First Encounters with Marcel Duchamp

Francis Naumann. Pencil on paper by Phong H. Bui
Francis Naumann. Pencil on paper by Phong H. Bui

When one first encounters a readymade by Marcel Duchamp, one does not see it in the same way as when viewing other works of art. Surely it takes a few moments for your brain to register what you are looking at, but as soon as that happens, you have to ask yourself a few poignant questions. Why is this object that is already familiar to you from another context on view in an art museum or reproduced in an art book? Who is responsible for putting it there, and should their authority be accepted without question? Everyone who encounters a readymade for the first time reacts differently. To this day, there are those who reject the notion that any commonplace, everyday object can be elevated to the status of art, no matter who declares it as such. This includes not only the average museum visitor, but also those who have established positions within the world of art: artists, critics, curators, collectors, dealers, and art connoisseurs of all types.

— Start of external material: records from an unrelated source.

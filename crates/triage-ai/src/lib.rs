//! Zero-shot work classification: embed category prototypes once per
//! provider, score each backlog item by cosine similarity, and run the
//! whole thing across several providers.

mod classifier;
mod error;
mod harness;
mod prototype;
mod provider;

pub use classifier::{Classifier, cosine_similarity};
pub use error::AiError;
pub use harness::{Harness, HarnessRun, ProviderOutcome};
pub use prototype::PrototypeCache;
pub use provider::{EmbeddingProvider, ProviderLoader};

#[cfg(feature = "onnx")]
mod embedder;
#[cfg(feature = "onnx")]
pub use embedder::{OnnxEmbedder, OnnxLoader, Pooling};

#[cfg(test)]
mod testing;
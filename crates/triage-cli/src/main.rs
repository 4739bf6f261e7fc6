use clap::Parser;
use tracing::{info, warn};
use tracing_subscriber::filter::LevelFilter;

mod config;
mod pipeline;

use config::Cli;

fn main() -> anyhow::Result<()> {
    let cli = Cli::parse();

    let level = match cli.verbose {
        0 => LevelFilter::INFO,
        1 => LevelFilter::DEBUG,
        _ => LevelFilter::TRACE,
    };
    tracing_subscriber::fmt().with_max_level(level).init();
    info!("triage v{}", env!("CARGO_PKG_VERSION"));

    // Failures are reported, never propagated: the exit status stays 0.
    match pipeline::run(&cli) {
        Ok(summary) => {
            if !summary.skipped.is_empty() {
                let skipped: Vec<&str> = summary.skipped.iter().map(|p| p.as_str()).collect();
                warn!(?skipped, "some providers produced no column");
            }
            for column in &summary.columns {
                info!(
                    column = %column.name,
                    rows = column.rows,
                    elapsed_secs = column.elapsed.as_secs_f64(),
                    "prediction column"
                );
            }
            info!(
                rows = summary.rows,
                columns = summary.columns.len(),
                path = %summary.output.display(),
                "all classifications saved"
            );
        }
        Err(error) => {
            warn!(stage = error.stage(), %error, "classification pipeline failed");
        }
    }
    Ok(())
}
//! Multi-provider evaluation harness.
//!
//! Runs the classifier once per provider, strictly one after another: each
//! provider is activated, gets its own prototype cache, classifies every
//! row, and is dropped before the next one loads. A provider that fails at
//! any point is logged and skipped; the others still produce columns.

use std::time::{Duration, Instant};

use tracing::{debug, info, warn};
use triage_core::{ColumnNamer, PredictionColumn, ProviderId, Taxonomy, TextFormatter};

use crate::{AiError, Classifier, PrototypeCache, ProviderLoader};

const PROGRESS_EVERY: usize = 500;

/// What happened to one provider during a run.
#[derive(Debug)]
pub enum ProviderOutcome {
    Completed {
        provider: ProviderId,
        column: String,
        rows: usize,
        elapsed: Duration,
    },
    Skipped {
        provider: ProviderId,
        error: AiError,
    },
}

impl ProviderOutcome {
    pub fn provider(&self) -> &ProviderId {
        match self {
            Self::Completed { provider, .. } | Self::Skipped { provider, .. } => provider,
        }
    }

    pub fn is_completed(&self) -> bool {
        matches!(self, Self::Completed { .. })
    }
}

/// Result of a harness run: prediction columns of the providers that
/// completed, in provider order, plus one outcome per requested provider.
#[derive(Debug)]
pub struct HarnessRun {
    pub columns: Vec<PredictionColumn>,
    pub outcomes: Vec<ProviderOutcome>,
}

impl HarnessRun {
    pub fn completed(&self) -> usize {
        self.outcomes.iter().filter(|o| o.is_completed()).count()
    }

    pub fn skipped(&self) -> impl Iterator<Item = &ProviderOutcome> {
        self.outcomes.iter().filter(|o| !o.is_completed())
    }
}

/// Drives classification across providers for a fixed taxonomy.
pub struct Harness<'a> {
    taxonomy: &'a Taxonomy,
    formatter: &'a TextFormatter,
    loader: &'a dyn ProviderLoader,
    reserved_columns: Vec<String>,
}

impl<'a> Harness<'a> {
    pub fn new(
        taxonomy: &'a Taxonomy,
        formatter: &'a TextFormatter,
        loader: &'a dyn ProviderLoader,
    ) -> Self {
        Self {
            taxonomy,
            formatter,
            loader,
            reserved_columns: Vec::new(),
        }
    }

    /// Column names already present in the output (the passthrough fields);
    /// prediction columns will not reuse them.
    pub fn with_reserved_columns(mut self, columns: impl IntoIterator<Item = String>) -> Self {
        self.reserved_columns = columns.into_iter().collect();
        self
    }

    /// Classify `texts` with every provider in order.
    ///
    /// Column names are assigned to all providers before any runs, so a
    /// skipped provider never changes another provider's column name.
    pub fn run(&self, providers: &[ProviderId], texts: &[String]) -> HarnessRun {
        let mut namer = ColumnNamer::new(self.reserved_columns.iter().cloned());
        let names: Vec<String> = providers.iter().map(|p| namer.allocate(p)).collect();

        let mut columns = Vec::with_capacity(providers.len());
        let mut outcomes = Vec::with_capacity(providers.len());

        for (provider, name) in providers.iter().zip(names) {
            let start = Instant::now();
            match self.run_provider(provider, &name, texts) {
                Ok(column) => {
                    let elapsed = start.elapsed();
                    info!(
                        provider = %provider,
                        column = %name,
                        rows = column.len(),
                        elapsed_secs = elapsed.as_secs_f64(),
                        "classified rows"
                    );
                    outcomes.push(ProviderOutcome::Completed {
                        provider: provider.clone(),
                        column: name,
                        rows: column.len(),
                        elapsed,
                    });
                    columns.push(column);
                }
                Err(error) => {
                    warn!(provider = %provider, %error, "skipping provider");
                    outcomes.push(ProviderOutcome::Skipped {
                        provider: provider.clone(),
                        error,
                    });
                }
            }
        }

        HarnessRun { columns, outcomes }
    }

    /// One provider end to end. The provider handle is dropped on return.
    fn run_provider(
        &self,
        provider_id: &ProviderId,
        column: &str,
        texts: &[String],
    ) -> Result<PredictionColumn, AiError> {
        info!(provider = %provider_id, "loading model");
        let mut provider = self.loader.activate(provider_id)?;

        let cache = PrototypeCache::build(provider.as_mut(), self.taxonomy, self.formatter)?;
        let classifier = Classifier::new(self.formatter, cache);

        let mut values = Vec::with_capacity(texts.len());
        for (row, text) in texts.iter().enumerate() {
            let id = classifier.classify(provider.as_mut(), text)?;
            values.push(id.to_string());

            if (row + 1) % PROGRESS_EVERY == 0 {
                debug!(provider = %provider_id, done = row + 1, total = texts.len(), "progress");
            }
        }

        Ok(PredictionColumn {
            provider: provider_id.clone(),
            name: column.to_string(),
            values,
        })
    }
}
//! Embedding provider abstraction.
//!
//! A provider turns one string into one fixed-length vector. Vectors from
//! different providers live in unrelated spaces and are never compared.

use triage_core::ProviderId;

use crate::AiError;

/// A live, activated embedding model.
///
/// `embed` must be deterministic for a fixed handle: the same input yields
/// the same vector within one process run.
pub trait EmbeddingProvider {
    fn id(&self) -> &ProviderId;

    /// Embed one already-formatted string.
    fn embed(&mut self, text: &str) -> anyhow::Result<Vec<f32>>;
}

/// Resolves provider ids to live providers.
///
/// Activation may load a large model into memory. A failure is reported as
/// [`AiError::ProviderLoad`] and only affects that provider's run.
pub trait ProviderLoader {
    fn activate(&self, id: &ProviderId) -> Result<Box<dyn EmbeddingProvider>, AiError>;
}

impl<F> ProviderLoader for F
where
    F: Fn(&ProviderId) -> Result<Box<dyn EmbeddingProvider>, AiError>,
{
    fn activate(&self, id: &ProviderId) -> Result<Box<dyn EmbeddingProvider>, AiError> {
        self(id)
    }
}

My first comprehension of a readymade was so momentous and life-altering that it is etched into my memory with such permanence that it seems to have happened yesterday, when, in actual fact, it occurred when I was eighteen years old, now some fifty-six years ago. I have told the story many times and, like Duchamp, I have an aversion to repetition, so I am reluctant to tell it again. Nevertheless, for those who are unfamiliar with it, I shall repeat it again here in brief.

Calvin Tomkins, <em>The World of Marcel Duchamp</em> (New York: Time-Life Books, 1968), cover and slipcase.
Calvin Tomkins, The World of Marcel Duchamp (New York: Time-Life Books, 1968), cover and slipcase.

I was a student in high school when I saw a picture of a bicycle wheel mounted on a stool reproduced on the slipcase of Calvin Tomkins’s Time-Life book, The World of Marcel Duchamp (1966). At first, I was certain it was a mistake, something placed there by accident, or that the slipcase was from another publication (possibly one devoted to mechanics or bicycles) but used on this book by mistake. It took me a few moments to realize that it was a work of art, but when that realization came, it hit me like a ton of intellectual bricks. I almost immediately understood that few others would accept the radical notion that this ordinary object could be classified as a work of art, least of all my parents. It was important to me at the time that I find yet one more thing in life that they would not understand about me, like my love for rock & roll music or my hatred of the war in Vietnam. It took me a bit longer to realize that it was not only my parents who would not accept the implications of a readymade, but when I went to college to study art, neither did most of my professors. They knew about Duchamp, to be sure, but nearly all of them told me I was following the wrong path, one heading in the wrong direction down the course of modern art. When Duchamp died in 1968, Picasso reportedly said “He was wrong.” Instinctively, I knew they were all wrong.

Some six months before Duchamp’s death, I actually sat in the same room as he did, but without realizing it at the time. He attended the first performance of Merce Cunningham’s Walkaround Time at the State University of New York at Buffalo, where I was a student. Duchamp sat a few rows ahead of me, so I must have seen the back of his head, but I got up and left the performance early, not knowing that he would get up on stage at the end (details of his Large Glass were reproduced on large clear plastic inflatables designed by Jasper Johns that were used as the set). I only discovered that he was there a few years later when seeing photographs of the final curtain call taken by Oscar Bailey, my professor of photography at the time. I was so disheartened that I have punished myself ever since by not leaving a movie or performance of any kind until it ends, no matter how insufferable or boring I might find it to be, feeling that something unexpected could still happen at the end to make the whole experience worthwhile.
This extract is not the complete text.